The 1990s saw growing activism for civil rights and public visibility, such as the 1993 March on Washington for Lesbian, Gay and Bi Equal Rights and Liberation and the Dyke Marches which began in NYC and spread across the country.

The early 2000s welcomed a united push for marriage equality, after Congress passed the bigoted “Defense of Marriage” Act in 1996. LGBTQ+ people were excluded from the benefits of marriage until the 2015 Supreme Court decision, Obergefell v. Hodges.

My wife and I celebrating the 2015 Supreme Court decision in favor of marriage equality. Submitted photo by Rosemary Rivera.

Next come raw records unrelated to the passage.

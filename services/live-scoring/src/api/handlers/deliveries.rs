use axum::{
    extract::{Path, State},
    Json,
};
use cricket_types::ids::{DeliveryId, TeamId};

use crate::api::error::AppError;
use crate::api::models::{CorrectionRequest, CorrectionResponse, MetricsResponse, SquadRequest};
use crate::api::state::AppState;
use crate::metrics::AlertThresholds;

pub async fn correct_delivery(
    State(state): State<AppState>,
    Path(delivery_id): Path<DeliveryId>,
    Json(payload): Json<CorrectionRequest>,
) -> Result<Json<CorrectionResponse>, AppError> {
    let receipt = state
        .engine
        .correct(delivery_id, payload.patch, payload.actor)
        .await?;
    Ok(Json(CorrectionResponse::new(receipt.report, receipt.snapshot)))
}

/// Replace a team's playing XI. Applies to innings opened afterwards.
pub async fn put_squad(
    State(state): State<AppState>,
    Path(team): Path<String>,
    Json(payload): Json<SquadRequest>,
) -> Result<Json<SquadRequest>, AppError> {
    let team = TeamId::try_new(team).ok_or_else(|| AppError::BadRequest("team id must not be blank".into()))?;
    let limit = state.engine.config().max_team_size;
    if payload.players.len() < 2 || payload.players.len() > limit {
        return Err(AppError::BadRequest(format!(
            "a playing side needs between 2 and {} players",
            limit
        )));
    }
    state.roster.register(team, payload.players.clone());
    Ok(Json(payload))
}

pub async fn get_metrics(State(state): State<AppState>) -> Json<MetricsResponse> {
    let metrics = state.engine.metrics();
    Json(MetricsResponse {
        counters: metrics.export(),
        alerts: metrics.check_thresholds(&AlertThresholds::default()),
    })
}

Recent years have seen the rise of activism for trans rights and trans visibility. Trans people are currently experiencing hateful political attacks by extremists and an ongoing epidemic of fatal violence, especially against Black and Brown trans women.

LGBTQ+ people know that we have to organize, organize, organize – because alone we are vulnerable, but together we are unstoppable.

In Black, Brown and low income communities like the one I grew up in, LGBTQ communities were gathering together and confronting the AIDS epidemic while finding joy in balls where we danced and witnessed Vogue.

Today we have staff that keep that vibrant and beautiful dance alive. The beautiful, rich, colorful, and courageous movements of the LGBTQ+ community should be an inspiration to us all.

We’ve got news for the bigots – we’re here to stay! Society has changed and we won’t go back. They can try, but we’re coming back stronger and on a whole different vibe – because we believe in the power of LOVE!